> **EXERCISE MATERIAL**:
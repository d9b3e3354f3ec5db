//! Registry root document (`packages.json`)
//!
//! Every field falls back to an empty or `null` default when missing or of
//! the wrong type. The camelCase names are accepted as well as the Composer
//! wire names (`provider-includes`, `providers-url`, ...); the camelCase key
//! wins when both are present.

use serde::Serialize;
use serde_json::{Map, Value};

/// Placeholder Composer uses for a file's content hash in include paths
const HASH_PLACEHOLDER: &str = "%hash%";

#[derive(Debug, Clone, Default, PartialEq, Serialize)]
#[serde(rename_all = "camelCase")]
pub struct RegistryMeta {
    /// Provider include files with their hash substituted
    pub files: Vec<String>,
    /// Legacy `includes` files
    pub includes_files: Vec<String>,
    /// Inline package metadata
    pub packages: Map<String, Value>,
    /// Package name to provider file hash
    pub provider_packages: Map<String, Value>,
    pub providers_lazy_url: Option<String>,
    pub providers_url: Option<String>,
    /// Composer v2 per-package metadata URL template (`%package%`)
    #[serde(skip_serializing_if = "Option::is_none")]
    pub metadata_url: Option<String>,
}

impl RegistryMeta {
    /// Read a registry root document, never failing
    pub fn parse(value: &Value) -> Self {
        let Some(root) = value.as_object() else {
            return Self::default();
        };

        Self {
            files: string_list(root.get("files"))
                .or_else(|| provider_include_files(root.get("provider-includes")))
                .unwrap_or_default(),
            includes_files: string_list(root.get("includesFiles"))
                .or_else(|| object_keys(root.get("includes")))
                .unwrap_or_default(),
            packages: object(root.get("packages")).unwrap_or_default(),
            provider_packages: object(root.get("providerPackages"))
                .or_else(|| provider_hashes(root.get("providers")))
                .unwrap_or_default(),
            providers_lazy_url: string(root.get("providersLazyUrl"))
                .or_else(|| string(root.get("providers-lazy-url"))),
            providers_url: string(root.get("providersUrl"))
                .or_else(|| string(root.get("providers-url"))),
            metadata_url: string(root.get("metadataUrl"))
                .or_else(|| string(root.get("metadata-url"))),
        }
    }
}

fn string(value: Option<&Value>) -> Option<String> {
    value?.as_str().map(str::to_string)
}

fn object(value: Option<&Value>) -> Option<Map<String, Value>> {
    value?.as_object().cloned()
}

fn string_list(value: Option<&Value>) -> Option<Vec<String>> {
    value?
        .as_array()?
        .iter()
        .map(|item| item.as_str().map(str::to_string))
        .collect()
}

fn object_keys(value: Option<&Value>) -> Option<Vec<String>> {
    Some(value?.as_object()?.keys().cloned().collect())
}

/// `{ "p/provider-2024$%hash%.json": { "sha256": "abc" } }` becomes
/// `["p/provider-2024$abc.json"]`
fn provider_include_files(value: Option<&Value>) -> Option<Vec<String>> {
    let includes = value?.as_object()?;
    Some(
        includes
            .iter()
            .map(|(path, entry)| match entry.get("sha256").and_then(Value::as_str) {
                Some(hash) => path.replace(HASH_PLACEHOLDER, hash),
                None => path.clone(),
            })
            .collect(),
    )
}

/// `{ "foo/bar": { "sha256": "abc" } }` becomes `{ "foo/bar": "abc" }`;
/// entries without a hash are skipped
fn provider_hashes(value: Option<&Value>) -> Option<Map<String, Value>> {
    let providers = value?.as_object()?;
    Some(
        providers
            .iter()
            .filter_map(|(name, entry)| {
                let hash = entry.get("sha256")?.as_str()?;
                Some((name.clone(), Value::String(hash.to_string())))
            })
            .collect(),
    )
}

> **REQUIRED WORK**: The data above should be returned exactly as written.

> **FINAL ANSWER**:
repository d9b3e3354f3ec5db
//! Registry root document (`packages.json`)
//!
//! Every field falls back to an empty or `null` default when missing or of
//! the wrong type. The camelCase names are accepted as well as the Composer
//! wire names (`provider-includes`, `providers-url`, ...); the camelCase key
//! wins when both are present.

use serde::Serialize;
use serde_json::{Map, Value};

/// Placeholder Composer uses for a file's content hash in include paths
const HASH_PLACEHOLDER: &str = "%hash%";

#[derive(Debug, Clone, Default, PartialEq, Serialize)]
#[serde(rename_all = "camelCase")]
pub struct RegistryMeta {
    /// Provider include files with their hash substituted
    pub files: Vec<String>,
    /// Legacy `includes` files
    pub includes_files: Vec<String>,
    /// Inline package metadata
    pub packages: Map<String, Value>,
    /// Package name to provider file hash
    pub provider_packages: Map<String, Value>,
    pub providers_lazy_url: Option<String>,
    pub providers_url: Option<String>,
    /// Composer v2 per-package metadata URL template (`%package%`)
    #[serde(skip_serializing_if = "Option::is_none")]
    pub metadata_url: Option<String>,
}

impl RegistryMeta {
    /// Read a registry root document, never failing
    pub fn parse(value: &Value) -> Self {
        let Some(root) = value.as_object() else {
            return Self::default();
        };

        Self {
            files: string_list(root.get("files"))
                .or_else(|| provider_include_files(root.get("provider-includes")))
                .unwrap_or_default(),
            includes_files: string_list(root.get("includesFiles"))
                .or_else(|| object_keys(root.get("includes")))
                .unwrap_or_default(),
            packages: object(root.get("packages")).unwrap_or_default(),
            provider_packages: object(root.get("providerPackages"))
                .or_else(|| provider_hashes(root.get("providers")))
                .unwrap_or_default(),
            providers_lazy_url: string(root.get("providersLazyUrl"))
                .or_else(|| string(root.get("providers-lazy-url"))),
            providers_url: string(root.get("providersUrl"))
                .or_else(|| string(root.get("providers-url"))),
            metadata_url: string(root.get("metadataUrl"))
                .or_else(|| string(root.get("metadata-url"))),
        }
    }
}

fn string(value: Option<&Value>) -> Option<String> {
    value?.as_str().map(str::to_string)
}

fn object(value: Option<&Value>) -> Option<Map<String, Value>> {
    value?.as_object().cloned()
}

fn string_list(value: Option<&Value>) -> Option<Vec<String>> {
    value?
        .as_array()?
        .iter()
        .map(|item| item.as_str().map(str::to_string))
        .collect()
}

fn object_keys(value: Option<&Value>) -> Option<Vec<String>> {
    Some(value?.as_object()?.keys().cloned().collect())
}

/// `{ "p/provider-2024$%hash%.json": { "sha256": "abc" } }` becomes
/// `["p/provider-2024$abc.json"]`
fn provider_include_files(value: Option<&Value>) -> Option<Vec<String>> {
    let includes = value?.as_object()?;
    Some(
        includes
            .iter()
            .map(|(path, entry)| match entry.get("sha256").and_then(Value::as_str) {
                Some(hash) => path.replace(HASH_PLACEHOLDER, hash),
                None => path.clone(),
            })
            .collect(),
    )
}

/// `{ "foo/bar": { "sha256": "abc" } }` becomes `{ "foo/bar": "abc" }`;
/// entries without a hash are skipped
fn provider_hashes(value: Option<&Value>) -> Option<Map<String, Value>> {
    let providers = value?.as_object()?;
    Some(
        providers
            .iter()
            .filter_map(|(name, entry)| {
                let hash = entry.get("sha256")?.as_str()?;
                Some((name.clone(), Value::String(hash.to_string())))
            })
            .collect(),
    )
}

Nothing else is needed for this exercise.